160. American Catholic Philosophical Quarterly: Volume > 90 > Issue: 1
John G. Brungardt Charles De Koninck and the Sapiential Character of Natural Philosophy
abstract | view |  rights & permissions
In his early career, Charles De Koninck defended two theses: first, that natural philosophy (understood along Aristotelian-Thomistic lines) and the modern sciences are formally distinct; and second, that natural philosophy is a qualified form of wisdom with respect to those particular sciences. Later in his career, De Koninck changed his mind about the first thesis.

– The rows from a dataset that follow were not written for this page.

//! Path patterns: `/blog/:slug`, `/:lang?/about`, `/_next/static/:path*`,
//! `/docs/:rest+` and `/:id(\d+)`.

use indexmap::IndexMap;
use regex::Regex;

use crate::RouteError;

/// Segment pattern used when a param declares none.
const DEFAULT_PATTERN: &str = "[^/#?]+?";

/// A matched param: one segment, or every segment of a repeating param.
#[derive(Debug, Clone, PartialEq, Eq)]
pub enum ParamValue {
    Single(String),
    Multi(Vec<String>),
}

impl ParamValue {
    /// The value as it appeared in the path.
    pub fn joined(&self) -> String {
        match self {
            ParamValue::Single(v) => v.clone(),
            ParamValue::Multi(vs) => vs.join("/"),
        }
    }

    pub fn values(&self) -> Vec<String> {
        match self {
            ParamValue::Single(v) => vec![v.clone()],
            ParamValue::Multi(vs) => vs.clone(),
        }
    }
}

/// Params captured by a route, in pattern order.
pub type Params = IndexMap<String, ParamValue>;

#[derive(Debug, Clone, Copy, PartialEq, Eq)]
pub(crate) enum Modifier {
    One,
    Optional,
    ZeroOrMore,
    OneOrMore,
}

impl Modifier {
    fn repeats(self) -> bool {
        matches!(self, Modifier::ZeroOrMore | Modifier::OneOrMore)
    }

    fn optional(self) -> bool {
        matches!(self, Modifier::Optional | Modifier::ZeroOrMore)
    }
}

#[derive(Debug, Clone, PartialEq, Eq)]
pub(crate) enum Token {
    Literal(String),
    Param {
        name: String,
        /// Declared with a name rather than as a bare `( )` group.
        named: bool,
        prefix: String,
        pattern: Option<String>,
        modifier: Modifier,
    },
}

fn is_name_char(c: char) -> bool {
    c.is_ascii_alphanumeric() || c == '_'
}

fn invalid(source: &str, message: impl Into<String>) -> RouteError {
    RouteError::InvalidPattern {
        pattern: source.to_string(),
        message: message.into(),
    }
}

/// Read a balanced `( ... )` group starting at `start`. Returns the inner
/// text and the index just past the closing paren.
fn read_group(chars: &[char], start: usize, source: &str) -> Result<(String, usize), RouteError> {
    let mut depth = 0usize;
    let mut out = String::new();
    let mut i = start;
    while i < chars.len() {
        let c = chars[i];
        match c {
            '\\' => {
                out.push(c);
                if let Some(next) = chars.get(i + 1) {
                    out.push(*next);
                }
                i += 2;
                continue;
            }
            '(' => {
                depth += 1;
                if depth > 1 {
                    out.push(c);
                }
            }
            ')' => {
                depth -= 1;
                if depth == 0 {
                    if out.is_empty() {
                        return Err(invalid(source, format!("missing pattern at {start}")));
                    }
                    return Ok((out, i + 1));
                }
                out.push(c);
            }
            _ => out.push(c),
        }
        i += 1;
    }
    Err(invalid(source, format!("unbalanced pattern at {start}")))
}

fn read_modifier(chars: &[char], i: &mut usize) -> Modifier {
    let modifier = match chars.get(*i) {
        Some('?') => Modifier::Optional,
        Some('*') => Modifier::ZeroOrMore,
        Some('+') => Modifier::OneOrMore,
        _ => return Modifier::One,
    };
    *i += 1;
    modifier
}

fn push_param(
    tokens: &mut Vec<Token>,
    literal: &mut String,
    name: String,
    named: bool,
    pattern: Option<String>,
    modifier: Modifier,
) {
    let prefix = if literal.ends_with('/') {
        literal.pop();
        "/".to_string()
    } else {
        String::new()
    };
    if !literal.is_empty() {
        tokens.push(Token::Literal(std::mem::take(literal)));
    }
    tokens.push(Token::Param {
        name,
        named,
        prefix,
        pattern,
        modifier,
    });
}

pub(crate) fn tokenize(source: &str) -> Result<Vec<Token>, RouteError> {
    let chars: Vec<char> = source.chars().collect();
    let mut tokens = Vec::new();
    let mut literal = String::new();
    let mut unnamed = 0usize;
    let mut i = 0;

    while i < chars.len() {
        let c = chars[i];
        match c {
            '\\' => {
                if let Some(next) = chars.get(i + 1) {
                    literal.push(*next);
                }
                i += 2;
            }
            ':' if chars.get(i + 1).copied().is_some_and(is_name_char) => {
                let start = i + 1;
                let mut end = start;
                while end < chars.len() && is_name_char(chars[end]) {
                    end += 1;
                }
                let name: String = chars[start..end].iter().collect();
                i = end;
                let pattern = if chars.get(i) == Some(&'(') {
                    let (pattern, next) = read_group(&chars, i, source)?;
                    i = next;
                    Some(pattern)
                } else {
                    None
                };
                let modifier = read_modifier(&chars, &mut i);
                push_param(&mut tokens, &mut literal, name, true, pattern, modifier);
            }
            '(' => {
                let (pattern, next) = read_group(&chars, i, source)?;
                i = next;
                let modifier = read_modifier(&chars, &mut i);
                let name = unnamed.to_string();
                unnamed += 1;
                push_param(&mut tokens, &mut literal, name, false, Some(pattern), modifier);
            }
            _ => {
                literal.push(c);
                i += 1;
            }
        }
    }
    if !literal.is_empty() {
        tokens.push(Token::Literal(literal));
    }
    Ok(tokens)
}

#[derive(Debug, Clone)]
struct Key {
    name: String,
    named: bool,
    group: String,
    prefix: String,
    modifier: Modifier,
}

/// A compiled path pattern.
///
/// Matching is case-insensitive and tolerates one trailing slash. Unnamed
/// groups constrain the match but are not reported as params.
#[derive(Debug, Clone)]
pub struct PathMatcher {
    source: String,
    regex: Regex,
    keys: Vec<Key>,
    restricted: Vec<String>,
}

impl PathMatcher {
    pub fn compile(source: &str) -> Result<Self, RouteError> {
        let tokens = tokenize(source)?;
        let mut body = String::new();
        let mut keys = Vec::new();

        for token in tokens {
            match token {
                Token::Literal(text) => body.push_str(&regex::escape(&text)),
                Token::Param {
                    name,
                    named,
                    prefix,
                    pattern,
                    modifier,
                } => {
                    let group = format!("p{}", keys.len());
                    let p = regex::escape(&prefix);
                    let pat = pattern.as_deref().unwrap_or(DEFAULT_PATTERN);
                    let fragment = match modifier {
                        Modifier::One => format!("{p}(?P<{group}>{pat})"),
                        Modifier::Optional => format!("(?:{p}(?P<{group}>{pat}))?"),
                        Modifier::OneOrMore => {
                            format!("{p}(?P<{group}>(?:{pat})(?:{p}(?:{pat}))*)")
                        }
                        Modifier::ZeroOrMore => {
                            format!("(?:{p}(?P<{group}>(?:{pat})(?:{p}(?:{pat}))*))?")
                        }
                    };
                    body.push_str(&fragment);
                    keys.push(Key {
                        name,
                        named,
                        group,
                        prefix,
                        modifier,
                    });
                }
            }
        }

        let regex = Regex::new(&format!("(?i)^{body}(?:/)?$"))
            .map_err(|e| invalid(source, e.to_string()))?;

        Ok(Self {
            source: source.to_string(),
            regex,
            keys,
            restricted: Vec::new(),
        })
    }

    /// Never match paths starting with any of `prefixes`.
    pub fn with_restricted(mut self, prefixes: Vec<String>) -> Self {
        self.restricted = prefixes;
        self
    }

    pub fn source(&self) -> &str {
        &self.source
    }

    /// Match `path`, returning the named params on success.
    pub fn matches(&self, path: &str) -> Option<Params> {
        if self.restricted.iter().any(|r| path.starts_with(r.as_str())) {
            return None;
        }
        let captures = self.regex.captures(path)?;
        let mut params = Params::new();
        for key in self.keys.iter().filter(|k| k.named) {
            let Some(value) = captures.name(&key.group) else {
                continue;
            };
            let value = value.as_str();
            let param = if key.modifier.repeats() {
                let parts = if key.prefix.is_empty() {
                    vec![value.to_string()]
                } else {
                    value.split(key.prefix.as_str()).map(str::to_string).collect()
                };
                ParamValue::Multi(parts)
            } else {
                ParamValue::Single(value.to_string())
            };
            params.insert(key.name.clone(), param);
        }
        Some(params)
    }
}

/// Fill the params of a path template such as `/blog/:slug` or `/:path*`.
pub fn compile_path(template: &str, params: &Params) -> Result<String, RouteError> {
    let mut out = String::new();
    for token in tokenize(template)? {
        match token {
            Token::Literal(text) => out.push_str(&text),
            Token::Param {
                name,
                prefix,
                modifier,
                ..
            } => match params.get(&name) {
                Some(ParamValue::Multi(values)) if values.is_empty() && modifier.optional() => {}
                Some(value) => {
                    out.push_str(&prefix);
                    out.push_str(&value.joined());
                }
                None if modifier.optional() => {}
                None => {
                    return Err(RouteError::MissingParam {
                        destination: template.to_string(),
                        param: name,
                    })
                }
            },
        }
    }
    Ok(out)
}

/// Replace `:name` references in a header value, host or query value.
///
/// A reference only matches a whole param name, so `:id` leaves `:identifier`
/// untouched. Unknown names are kept verbatim.
pub fn compile_non_path(value: &str, params: &Params) -> String {
    if !value.contains(':') || params.is_empty() {
        return value.to_string();
    }
    let chars: Vec<char> = value.chars().collect();
    let mut out = String::with_capacity(value.len());
    let mut i = 0;
    while i < chars.len() {
        if chars[i] == ':' {
            let start = i + 1;
            let mut end = start;
            while end < chars.len() && is_name_char(chars[end]) {
                end += 1;
            }
            let name: String = chars[start..end].iter().collect();
            if let Some(param) = params.get(&name) {
                out.push_str(&param.joined());
                i = end;
                if matches!(chars.get(i), Some('*') | Some('+') | Some('?')) {
                    i += 1;
                }
                continue;
            }
        }
        out.push(chars[i]);
        i += 1;
    }
    out
}

#[cfg(test)]
mod tests {
    use super::*;

    fn single(v: &str) -> ParamValue {
        ParamValue::Single(v.to_string())
    }

    fn multi(vs: &[&str]) -> ParamValue {
        ParamValue::Multi(vs.iter().map(|s| s.to_string()).collect())
    }

    // === Matching ===

    #[test]
    fn test_static_pattern() {
        let m = PathMatcher::compile("/about").unwrap();
        assert!(m.matches("/about").is_some());
        assert!(m.matches("/about/").is_some());
        assert!(m.matches("/ABOUT").is_some());
        assert!(m.matches("/about/us").is_none());
    }

    #[test]
    fn test_named_param() {
        let m = PathMatcher::compile("/blog/:slug").unwrap();
        let params = m.matches("/blog/hello").unwrap();
        assert_eq!(params["slug"], single("hello"));
        assert!(m.matches("/blog").is_none());
        assert!(m.matches("/blog/a/b").is_none());
    }

    #[test]
    fn test_optional_param() {
        let m = PathMatcher::compile("/:lang?/about").unwrap();
        assert_eq!(m.matches("/fr/about").unwrap()["lang"], single("fr"));
        assert!(m.matches("/about").unwrap().is_empty());
    }

    #[test]
    fn test_zero_or_more() {
        let m = PathMatcher::compile("/_next/static/:path*").unwrap();
        assert_eq!(
            m.matches("/_next/static/chunks/main.js").unwrap()["path"],
            multi(&["chunks", "main.js"])
        );
        assert!(m.matches("/_next/static").unwrap().get("path").is_none());
        assert!(m.matches("/_next/static/").unwrap().get("path").is_none());
    }

    #[test]
    fn test_one_or_more() {
        let m = PathMatcher::compile("/docs/:rest+").unwrap();
        assert_eq!(m.matches("/docs/a/b").unwrap()["rest"], multi(&["a", "b"]));
        assert!(m.matches("/docs").is_none());
    }

    #[test]
    fn test_custom_pattern_and_unnamed_group() {
        let m = PathMatcher::compile("/post/:id(\\d+)").unwrap();
        assert_eq!(m.matches("/post/42").unwrap()["id"], single("42"));
        assert!(m.matches("/post/abc").is_none());

        let m = PathMatcher::compile("/old/(.*)").unwrap();
        let params = m.matches("/old/anything/here").unwrap();
        assert!(params.is_empty());
    }

    #[test]
    fn test_catch_all_root() {
        let m = PathMatcher::compile("/:path*").unwrap();
        assert!(m.matches("/").unwrap().is_empty());
        assert_eq!(m.matches("/a/b").unwrap()["path"], multi(&["a", "b"]));
    }

    #[test]
    fn test_restricted_prefix() {
        let m = PathMatcher::compile("/:path*")
            .unwrap()
            .with_restricted(vec!["/_next".to_string()]);
        assert!(m.matches("/_next/static/x.js").is_none());
        assert!(m.matches("/page").is_some());
    }

    #[test]
    fn test_invalid_pattern() {
        assert!(matches!(
            PathMatcher::compile("/a/:id(\\d+"),
            Err(RouteError::InvalidPattern { .. })
        ));
    }

    // === Compiling ===

    #[test]
    fn test_compile_path() {
        let mut params = Params::new();
        params.insert("slug".into(), single("hello"));
        params.insert("path".into(), multi(&["a", "b"]));
        assert_eq!(compile_path("/news/:slug", &params).unwrap(), "/news/hello");
        assert_eq!(compile_path("/files/:path*", &params).unwrap(), "/files/a/b");
        assert_eq!(compile_path("/x/:missing?", &params).unwrap(), "/x");
        assert_eq!(
            compile_path("/x/:missing", &params),
            Err(RouteError::MissingParam {
                destination: "/x/:missing".into(),
                param: "missing".into()
            })
        );
    }

    #[test]
    fn test_compile_non_path() {
        let mut params = Params::new();
        params.insert("id".into(), single("7"));
        assert_eq!(compile_non_path("item-:id", &params), "item-7");
        assert_eq!(compile_non_path(":identifier", &params), ":identifier");
        assert_eq!(compile_non_path("no params", &params), "no params");
        assert_eq!(compile_non_path("max-age=:id*", &params), "max-age=7");
    }
}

Does this change of mind threaten the coherence of his second thesis? First, I explain De Koninck’s original position on the real distinction between natural philosophy and the sciences and his reasoning for why natural philosophy possesses a qualified sapiential office. Second, I consider De Koninck’s change of mind and defend the conclusion that, even if the modern sciences are a dialectical extension of natural philosophy, the latter is still wisdom in relation to the former. Finally, I discuss both examples of this sapiential function and its limitations.